There is no legal requirement for a married couple to take out a joint mortgage. In fact, under some circumstances, it may be beneficial for both of you if your husband gets the mortgage in his name alone. The amount your husband can borrow will depend on his savings, equity in other properties and his earnings. Your rights as spouse remain broadly the same as they would if you were named on the mortgage.
Sole mortgage joint ownership
Even though your husband is the sole owner of the home, you still enjoy full occupancy rights as his wife. This means that your husband can’t force you to move out of the property without a court order, sell or rent the home without your permission or take out a loan against the value of the home. Although you may be contributing to the running of the home and perhaps even the mortgage repayments, you are not legally obliged to do this because you are not a joint owner of the property. Your husband is legally responsible for the mortgage repayments and utility bills.

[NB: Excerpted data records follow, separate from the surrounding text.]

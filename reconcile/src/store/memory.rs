use std::collections::BTreeMap;
use std::path::Path;
use std::sync::Arc;

use tokio::sync::Mutex;
use tracing::{debug, info};

use crate::bail;
use crate::error::{ErrorKind, SyncResult};
use crate::store::{DocumentStore, Mutation, Order, Query, WriteBatch};
use crate::types::{Document, DocumentKey};

type Collections = BTreeMap<String, BTreeMap<String, Document>>;

#[derive(Debug, Default)]
struct Inner {
    collections: Collections,
    committed_batches: Vec<WriteBatch>,
}

/// In-memory document store used by tests and dry runs.
///
/// The content can be loaded from and saved to a JSON snapshot shaped as
/// `{collection: {id: document}}`. Cloning shares the same documents.
#[derive(Debug, Clone, Default)]
pub struct MemoryStore {
    inner: Arc<Mutex<Inner>>,
}

impl MemoryStore {
    pub fn new() -> Self {
        Self::default()
    }

    /// Loads a store from a snapshot file. A missing file yields an empty store.
    pub async fn load_snapshot(path: &Path) -> SyncResult<Self> {
        let collections: Collections = match tokio::fs::read(path).await {
            Ok(bytes) => serde_json::from_slice(&bytes)?,
            Err(err) if err.kind() == std::io::ErrorKind::NotFound => {
                info!(path = %path.display(), "snapshot not found, starting from an empty store");
                Collections::new()
            }
            Err(err) => return Err(err.into()),
        };

        let documents: usize = collections.values().map(BTreeMap::len).sum();
        info!(path = %path.display(), documents, "memory store snapshot loaded");

        Ok(Self {
            inner: Arc::new(Mutex::new(Inner {
                collections,
                committed_batches: Vec::new(),
            })),
        })
    }

    /// Writes every document to a snapshot file.
    pub async fn save_snapshot(&self, path: &Path) -> SyncResult<()> {
        let bytes = {
            let inner = self.inner.lock().await;
            serde_json::to_vec_pretty(&inner.collections)?
        };

        tokio::fs::write(path, bytes).await?;
        info!(path = %path.display(), "memory store snapshot saved");

        Ok(())
    }

    /// Stores `document` under `key`, replacing any previous document.
    pub async fn insert(&self, key: DocumentKey, document: Document) {
        let mut inner = self.inner.lock().await;
        inner
            .collections
            .entry(key.collection)
            .or_default()
            .insert(key.id, document);
    }

    /// Returns the document stored under `key`.
    pub async fn document(&self, key: &DocumentKey) -> Option<Document> {
        let inner = self.inner.lock().await;
        inner
            .collections
            .get(&key.collection)
            .and_then(|documents| documents.get(&key.id))
            .cloned()
    }

    /// Returns every document of `collection`, keyed by id.
    pub async fn documents(&self, collection: &str) -> BTreeMap<String, Document> {
        let inner = self.inner.lock().await;
        inner
            .collections
            .get(collection)
            .cloned()
            .unwrap_or_default()
    }

    /// Returns the batches committed so far, in commit order.
    pub async fn committed_batches(&self) -> Vec<WriteBatch> {
        self.inner.lock().await.committed_batches.clone()
    }
}

impl DocumentStore for MemoryStore {
    async fn get(&self, key: &DocumentKey) -> SyncResult<Option<Document>> {
        Ok(self.document(key).await)
    }

    async fn get_all(&self, keys: &[DocumentKey]) -> SyncResult<Vec<Option<Document>>> {
        let inner = self.inner.lock().await;
        let documents = keys
            .iter()
            .map(|key| {
                inner
                    .collections
                    .get(&key.collection)
                    .and_then(|documents| documents.get(&key.id))
                    .cloned()
            })
            .collect();

        Ok(documents)
    }

    async fn query(&self, query: &Query) -> SyncResult<Vec<(String, Document)>> {
        if query.limit == Some(0) {
            bail!(ErrorKind::InvalidQuery, "Query limit must be positive");
        }

        let inner = self.inner.lock().await;
        let Some(documents) = inner.collections.get(&query.collection) else {
            return Ok(Vec::new());
        };

        let matches_filters = |document: &Document| {
            query
                .filters
                .iter()
                .all(|filter| document.get(&filter.field) == Some(&filter.value))
        };

        let candidates: Box<dyn Iterator<Item = (&String, &Document)>> = match query.order_by {
            Order::Ascending => Box::new(documents.iter()),
            Order::Descending => Box::new(documents.iter().rev()),
        };

        let results = candidates
            .filter(|(id, _)| match (&query.start_after, query.order_by) {
                (None, _) => true,
                (Some(cursor), Order::Ascending) => id.as_str() > cursor.as_str(),
                (Some(cursor), Order::Descending) => id.as_str() < cursor.as_str(),
            })
            .filter(|(_, document)| matches_filters(document))
            .take(query.limit.unwrap_or(usize::MAX))
            .map(|(id, document)| (id.clone(), document.clone()))
            .collect();

        Ok(results)
    }

    async fn commit(&self, batch: &WriteBatch) -> SyncResult<()> {
        let mut inner = self.inner.lock().await;

        // Validate before applying anything so a failing batch leaves no trace.
        for mutation in batch.mutations() {
            if let Mutation::Update { key, .. } = mutation {
                let exists = inner
                    .collections
                    .get(&key.collection)
                    .is_some_and(|documents| documents.contains_key(&key.id));
                if !exists {
                    bail!(
                        ErrorKind::DocumentNotFound,
                        "Cannot update a missing document",
                        format!("document `{key}` does not exist")
                    );
                }
            }
        }

        for mutation in batch.mutations() {
            apply_mutation(&mut inner.collections, mutation);
        }
        inner.committed_batches.push(batch.clone());

        debug!(mutations = batch.len(), "memory store batch committed");

        Ok(())
    }
}

fn apply_mutation(collections: &mut Collections, mutation: &Mutation) {
    match mutation {
        Mutation::Set {
            key,
            fields,
            merge: false,
        } => {
            collections
                .entry(key.collection.clone())
                .or_default()
                .insert(key.id.clone(), fields.clone());
        }
        Mutation::Set {
            key,
            fields,
            merge: true,
        }
        | Mutation::Update { key, fields } => {
            let document = collections
                .entry(key.collection.clone())
                .or_default()
                .entry(key.id.clone())
                .or_default();
            for (field, value) in fields {
                document.insert(field.clone(), value.clone());
            }
        }
    }
}
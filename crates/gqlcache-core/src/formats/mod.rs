//! # Formats
//!
//! Byte-level encodings: the per-record field format stored by persistent
//! backends, and the whole-store snapshot format.
//!
//! File I/O lives with the callers; everything here is a pure transformation.

pub mod fields;
pub mod snapshot;

pub use fields::{deserialize_fields, serialize_fields};
pub use snapshot::{SnapshotHeader, rows_from_bytes, rows_to_bytes};
impl<C> Clone for CacheStore<C> {
    fn clone(&self) -> Self {
        Self {
            cache: Arc::clone(&self.cache),
            subscribers: Arc::clone(&self.subscribers),
            next_subscription: Arc::clone(&self.next_subscription),
            cache_key_fn: self.cache_key_fn.clone(),
        }
    }
}

impl<C> fmt::Debug for CacheStore<C> {
    fn fmt(&self, f: &mut fmt::Formatter<'_>) -> fmt::Result {
        f.debug_struct("CacheStore")
            .field("subscribers", &self.subscribers.lock().len())
            .field("keyed", &self.cache_key_fn.is_some())
            .finish_non_exhaustive()
    }
}

impl Default for CacheStore<StorageBackend> {
    fn default() -> Self {
        Self::new(StorageBackend::default())
    }
}
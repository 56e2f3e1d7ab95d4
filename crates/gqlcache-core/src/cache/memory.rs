//! # In-Memory Normalized Cache
//!
//! A `RecordSet` plus a sequence number per record. A record gets a new
//! sequence number whenever it is inserted or one of its fields changes,
//! which is what `FirstInserted` / `LastInserted` clearing walks.

use super::{CacheClearingPolicy, NormalizedCache};
use crate::merge::MergeEngine;
use crate::record_set::RecordSet;
use crate::types::{CacheError, CacheKey, RecordRow, Timestamp};
use std::collections::{BTreeMap, BTreeSet};
use tracing::debug;

#[derive(Debug, Default)]
pub struct InMemoryNormalizedCache {
    records: RecordSet,
    /// Sequence -> key, oldest first.
    insertion_order: BTreeMap<u64, CacheKey>,
    /// Key -> current sequence.
    sequence_of: BTreeMap<CacheKey, u64>,
    next_seq: u64,
}

impl InMemoryNormalizedCache {
    #[must_use]
    pub fn new() -> Self {
        Self::default()
    }

    /// A cache seeded with `records`, in key order.
    #[must_use]
    pub fn with_records(records: RecordSet) -> Self {
        let mut cache = Self::new();
        for row in records.into_rows() {
            cache.touch(row.key());
            cache.records.insert(row);
        }
        cache
    }

    /// The current record set.
    #[must_use]
    pub const fn records(&self) -> &RecordSet {
        &self.records
    }

    fn touch(&mut self, key: &str) {
        if let Some(previous) = self.sequence_of.insert(key.to_string(), self.next_seq) {
            self.insertion_order.remove(&previous);
        }
        self.insertion_order.insert(self.next_seq, key.to_string());
        self.next_seq += 1;
    }

    fn forget(&mut self, key: &str) -> bool {
        if let Some(sequence) = self.sequence_of.remove(key) {
            self.insertion_order.remove(&sequence);
        }
        self.records.remove_record(key).is_some()
    }

    fn remove_keys(&mut self, keys: Vec<CacheKey>) -> usize {
        keys.into_iter().filter(|key| self.forget(key)).count()
    }
}

impl NormalizedCache for InMemoryNormalizedCache {
    fn load_records(&self, keys: &BTreeSet<CacheKey>) -> Result<BTreeMap<CacheKey, RecordRow>, CacheError> {
        Ok(keys
            .iter()
            .filter_map(|key| self.records.get(key).map(|row| (key.clone(), row.clone())))
            .collect())
    }

    fn merge(&mut self, records: RecordSet) -> Result<BTreeSet<CacheKey>, CacheError> {
        let now = Timestamp::now();
        let incoming = records.len();
        let mut changed = BTreeSet::new();

        for row in records.into_rows() {
            let key = row.key().to_string();
            let mut row_changes = MergeEngine::merge_row_at(&mut self.records, row, now);
            if !row_changes.is_empty() {
                self.touch(&key);
            }
            changed.append(&mut row_changes);
        }

        debug!(records = incoming, changed = changed.len(), "merged records into memory");
        Ok(changed)
    }

    fn remove_record(&mut self, key: &str) -> Result<bool, CacheError> {
        Ok(self.forget(key))
    }

    fn remove_records_matching(&mut self, pattern: &str) -> Result<Vec<CacheKey>, CacheError> {
        let keys = self.records.remove_records_matching(pattern);
        for key in &keys {
            self.forget(key);
        }
        Ok(keys)
    }

    fn clear(&mut self, policy: &CacheClearingPolicy, _compact: bool) -> Result<(), CacheError> {
        let removed = match policy {
            CacheClearingPolicy::AllRecords => {
                let count = self.records.len();
                self.records.clear();
                self.insertion_order.clear();
                self.sequence_of.clear();
                count
            }
            CacheClearingPolicy::Key(key) => usize::from(self.forget(key)),
            CacheClearingPolicy::MatchingPattern(pattern) => self.remove_records_matching(pattern)?.len(),
            CacheClearingPolicy::OlderThan(before) => {
                let keys = self
                    .records
                    .iter()
                    .filter(|row| row.last_received_at < *before)
                    .map(|row| row.record.key.clone())
                    .collect();
                self.remove_keys(keys)
            }
            CacheClearingPolicy::FirstInserted(count) => {
                let keys = self.insertion_order.values().take(*count).cloned().collect();
                self.remove_keys(keys)
            }
            CacheClearingPolicy::LastInserted(count) => {
                let keys = self.insertion_order.values().rev().take(*count).cloned().collect();
                self.remove_keys(keys)
            }
        };
        debug!(?policy, removed, "cleared in-memory records");
        Ok(())
    }

    fn load_all(&self) -> Result<Vec<RecordRow>, CacheError> {
        Ok(self
            .insertion_order
            .values()
            .filter_map(|key| self.records.get(key).cloned())
            .collect())
    }

    fn import_rows(&mut self, rows: Vec<RecordRow>) -> Result<(), CacheError> {
        for row in rows {
            self.touch(row.key());
            self.records.insert(row);
        }
        Ok(())
    }
}

// =============================================================================
// TESTS
// =============================================================================
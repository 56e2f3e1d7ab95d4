//! # Persistence Adapter Contract
//!
//! What a durable backend must provide for the persistent normalized cache.
//! Rows travel as raw strings here; the cache layer owns the field format.
//!
//! ## Migrations
//!
//! Backends carry a monotonically increasing schema version. `migrate`
//! applies ordered, idempotent steps: each step checks the stored version,
//! applies only if behind, then advances the version. Running it any number
//! of times from any intermediate version converges on the same schema.

pub mod redb_records;

pub use redb_records::RedbRecordDatabase;

use crate::types::{CacheError, CacheKey};
use std::collections::BTreeSet;

/// A stored row in its raw form.
#[derive(Debug, Clone, PartialEq, Eq)]
pub struct DatabaseRow {
    pub key: CacheKey,
    /// Fields in the JSON field format (see `formats::fields`).
    pub serialized_fields: String,
    /// Seconds since the Unix epoch.
    pub last_received_at: i64,
}

/// Which end of the insertion order to evict from.
#[derive(Debug, Clone, Copy, PartialEq, Eq)]
pub enum InsertionEnd {
    /// Oldest inserted rows first.
    First,
    /// Most recently inserted rows first.
    Last,
}

/// Durable row storage behind the persistent cache.
pub trait PersistenceAdapter: Send + Sync {
    /// Rows for the given keys. Absent keys are skipped.
    fn select_rows(&self, keys: &BTreeSet<CacheKey>) -> Result<Vec<DatabaseRow>, CacheError>;

    /// Every row, in insertion order.
    fn select_all(&self) -> Result<Vec<DatabaseRow>, CacheError>;

    /// Insert or replace rows. A replaced row counts as newly inserted.
    fn upsert(&mut self, rows: &[DatabaseRow]) -> Result<(), CacheError>;

    /// Returns whether the row existed.
    fn delete_exact(&mut self, key: &str) -> Result<bool, CacheError>;

    /// Delete rows whose key matches `pattern` (case-insensitive, `*`
    /// wildcards). Returns the deleted keys.
    fn delete_matching(&mut self, pattern: &str) -> Result<Vec<CacheKey>, CacheError>;

    /// Delete rows last received strictly before `before`.
    fn delete_received_before(&mut self, before: i64) -> Result<usize, CacheError>;

    /// Delete `count` rows from one end of the insertion order.
    fn delete_by_insertion_order(&mut self, end: InsertionEnd, count: usize) -> Result<usize, CacheError>;

    /// Delete every row, optionally compacting storage afterwards.
    fn clear(&mut self, vacuum: bool) -> Result<(), CacheError>;

    /// Compact storage.
    fn compact(&mut self) -> Result<(), CacheError>;

    /// Stored schema version; `None` for a store that was never versioned.
    fn read_schema_version(&self) -> Result<Option<u64>, CacheError>;

    /// Bring the schema to the current version. Returns the version reached.
    fn migrate(&mut self) -> Result<u64, CacheError>;
}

Sole mortgage disadvantages
From your husband’s point of view, there are a number of disadvantages to taking a sole mortgage while married. For example, despite sharing occupancy and having to seek your permission to remortgage or sell the home, he has the full obligation for paying the mortgage.If he encounters financial trouble, he remains solely responsible for the mortgage. However, these disadvantages assume that you and your husband do not have a separate agreement concerning the running of the home and repayment of the mortgage. The disadvantage for both of you is a bank will typically less than if it were lending to two earners. However, if you have savings, either as a couple or individually, you may not need to borrow a lot.
Sole mortgage advantages
Your husband may elect to take out a sole mortgage in order to gain certain advantages. For example, if you have a poor credit history, this might affect the sort of mortgage deals you and your husband can access if you’re applying jointly. Your husband may be able to get a more favourable interest rate if he applies in his name only.
Despite not being the legal owner of the home, you fully inherit the home if your husband dies, even if he hasn’t made a will. However, this means that you may become liable for paying off the remainder of the mortgage if, for example, your husband hasn’t made provisions such as taking out life mortgage life assurance. Under a joint mortgage, in the event of one person dying, the other person named on the mortgage becomes solely and individually liable for making the remaining repayments, provisions notwithstanding.